Whoever makes a sentence of words utters not his wisdom, but the wisdom of the race whose life is in the words, though they have never been so grouped before. The man who can write stories thinks of stories to write. The medium calls forth the thing it conveys, and the greater the medium the deeper the thoughts.

The educated man is the man whose expression is educated. The substance of thought is language, and language is the one thing to teach the deaf child and every other child. Let him get language and he gets the very stuff that language is made of, the thought and the experience of his race. The language must be one used by a nation, not an artificial thing. Volapük is a paradox, unless one has French or English or German or some other language that has grown up in a nation. The deaf child who has only the sign language of De l’Épée is an intellectual Philip Nolan, an alien from all races, and his thoughts are not the thoughts of an Englishman, or a Frenchman, or a Spaniard. The Lord’s prayer in signs is not the Lord’s prayer in English.

In his essay on style De Quincey says that the best English is to be found in the letters of the cultivated gentlewoman, because she has read only a few good books and has not been corrupted by the style of newspapers and the jargon of street, marketplace, and assembly hall.

Precisely these outward circumstances account for Helen Keller’s use of English.
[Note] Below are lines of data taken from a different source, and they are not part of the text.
//! Framebuffer and style types for terminal rendering.

/// 24-bit RGB color.
#[derive(Debug, Clone, Copy, PartialEq, Eq, Default)]
pub struct Rgb {
    pub r: u8,
    pub g: u8,
    pub b: u8,
}

impl Rgb {
    pub const fn new(r: u8, g: u8, b: u8) -> Self {
        Self { r, g, b }
    }
}

/// Minimal per-cell styling.
#[derive(Debug, Clone, Copy, PartialEq, Eq)]
pub struct CellStyle {
    pub fg: Rgb,
    pub bg: Rgb,
    pub bold: bool,
    pub dim: bool,
}

impl CellStyle {
    pub const fn new(fg: Rgb, bg: Rgb) -> Self {
        Self {
            fg,
            bg,
            bold: false,
            dim: false,
        }
    }

    pub const fn bold(mut self) -> Self {
        self.bold = true;
        self
    }

    pub const fn dim(mut self) -> Self {
        self.dim = true;
        self
    }

    pub const fn cell(self, ch: char) -> Cell {
        Cell { ch, style: self }
    }
}

impl Default for CellStyle {
    fn default() -> Self {
        Self::new(Rgb::new(220, 220, 220), Rgb::new(0, 0, 0))
    }
}

/// A single terminal cell.
#[derive(Debug, Clone, Copy, PartialEq, Eq)]
pub struct Cell {
    pub ch: char,
    pub style: CellStyle,
}

impl Default for Cell {
    fn default() -> Self {
        CellStyle::default().cell(' ')
    }
}

/// 2D framebuffer of styled character cells. Writes outside the buffer are
/// dropped.
#[derive(Debug, Clone, PartialEq, Eq)]
pub struct FrameBuffer {
    width: u16,
    height: u16,
    cells: Vec<Cell>,
}

impl FrameBuffer {
    pub fn new(width: u16, height: u16) -> Self {
        Self {
            width,
            height,
            cells: vec![Cell::default(); width as usize * height as usize],
        }
    }

    pub fn width(&self) -> u16 {
        self.width
    }

    pub fn height(&self) -> u16 {
        self.height
    }

    /// Resize, keeping the allocation when possible. Contents are undefined
    /// afterwards; callers clear before drawing.
    pub fn resize(&mut self, width: u16, height: u16) {
        if self.width == width && self.height == height {
            return;
        }
        self.width = width;
        self.height = height;
        self.cells
            .resize(width as usize * height as usize, Cell::default());
    }

    #[inline(always)]
    fn idx(&self, x: u16, y: u16) -> Option<usize> {
        (x < self.width && y < self.height).then(|| y as usize * self.width as usize + x as usize)
    }

    pub fn get(&self, x: u16, y: u16) -> Option<Cell> {
        self.idx(x, y).map(|i| self.cells[i])
    }

    pub fn set(&mut self, x: u16, y: u16, cell: Cell) {
        if let Some(i) = self.idx(x, y) {
            self.cells[i] = cell;
        }
    }

    pub fn clear(&mut self, cell: Cell) {
        self.cells.fill(cell);
    }

    pub fn put_char(&mut self, x: u16, y: u16, ch: char, style: CellStyle) {
        self.set(x, y, style.cell(ch));
    }

    pub fn put_str(&mut self, x: u16, y: u16, s: &str, style: CellStyle) {
        for (i, ch) in s.chars().enumerate() {
            let cx = x as usize + i;
            if cx >= self.width as usize {
                break;
            }
            self.put_char(cx as u16, y, ch, style);
        }
    }

    /// Write a number without allocating.
    pub fn put_u32(&mut self, x: u16, y: u16, mut value: u32, style: CellStyle) {
        let mut digits = [0u8; 10];
        let mut n = 0;
        loop {
            digits[n] = b'0' + (value % 10) as u8;
            n += 1;
            value /= 10;
            if value == 0 {
                break;
            }
        }
        for (i, d) in digits[..n].iter().rev().enumerate() {
            self.put_char(x.saturating_add(i as u16), y, *d as char, style);
        }
    }

    pub fn fill_rect(&mut self, x: u16, y: u16, w: u16, h: u16, ch: char, style: CellStyle) {
        for dy in 0..h {
            for dx in 0..w {
                self.put_char(x.saturating_add(dx), y.saturating_add(dy), ch, style);
            }
        }
    }

    /// All characters row by row, joined with `\n` (for tests and dumps).
    pub fn text(&self) -> String {
        let mut out = String::with_capacity(self.cells.len() + self.height as usize);
        for (i, row) in self.cells.chunks(self.width.max(1) as usize).enumerate() {
            if i > 0 {
                out.push('\n');
            }
            out.extend(row.iter().map(|c| c.ch));
        }
        out
    }
}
In the early years of her education she had only good things to read; some were, indeed, trivial and not excellent in style, but not one was positively bad in manner or substance. This happy condition has obtained throughout her life. She has been nurtured on imaginative literature, and she has gathered from it into her vigorous and tenacious memory the style of great writers. “A new word opens its heart to me,” she writes in a letter; and when she uses the word its heart is still open. When she was twelve years old, she was asked what book she would take on a long railroad journey. Paradise Lost, she answered, and she read it on the train.

Until the last year or two she has not been master of her style, rather has her style been master of her. It is only since she has made composition a more conscious study that she has ceased to be the victim of the phrase; the lucky victim, fortunately, of the good phrase.

When in 1892, she was encouraged to write a sketch of her life for the Youth’s Companion, in the hope that it would reassure her and help her to recover from the effect of “The Frost King,” she produced a piece of composition which is much more remarkable and in itself more entertaining at some points than the corresponding part of her story in this book. When she came to retell the story in a fuller form, the echo was still in her mind of the phrases she had written nine years before. Yet she had not seen her sketch in the Youth’s Companion since she wrote it, except two passages which Miss Sullivan read to her to remind her of things she should say in this autobiography, and to show her, when her phrasing troubled her, how much better she did as a little girl.

From the early sketch I take a few passages which seem to me, without making very much allowance for difference in time, almost as good as anything she has written since:

I discovered the true way to walk when I was a year old, and during the radiant summer days that followed I was never still a minute.⁠ ⁠…

Then when my father came in the evening, I would run to the gate to meet him, and he would take me up in his strong arms and put back the tangled curls from my face and kiss me many times, saying, “What has my Little Woman been doing today?”

But the brightest summer has winter behind it. In the cold, dreary month of February, when I was nineteen months old, I had a serious illness. I still have confused memories of that illness. My mother sat beside my little bed and tried to soothe my feverish moans while in her troubled heart she prayed, “Father in Heaven, spare my baby’s life!” But the fever grew and flamed in my eyes, and for several days my kind physician thought I would die.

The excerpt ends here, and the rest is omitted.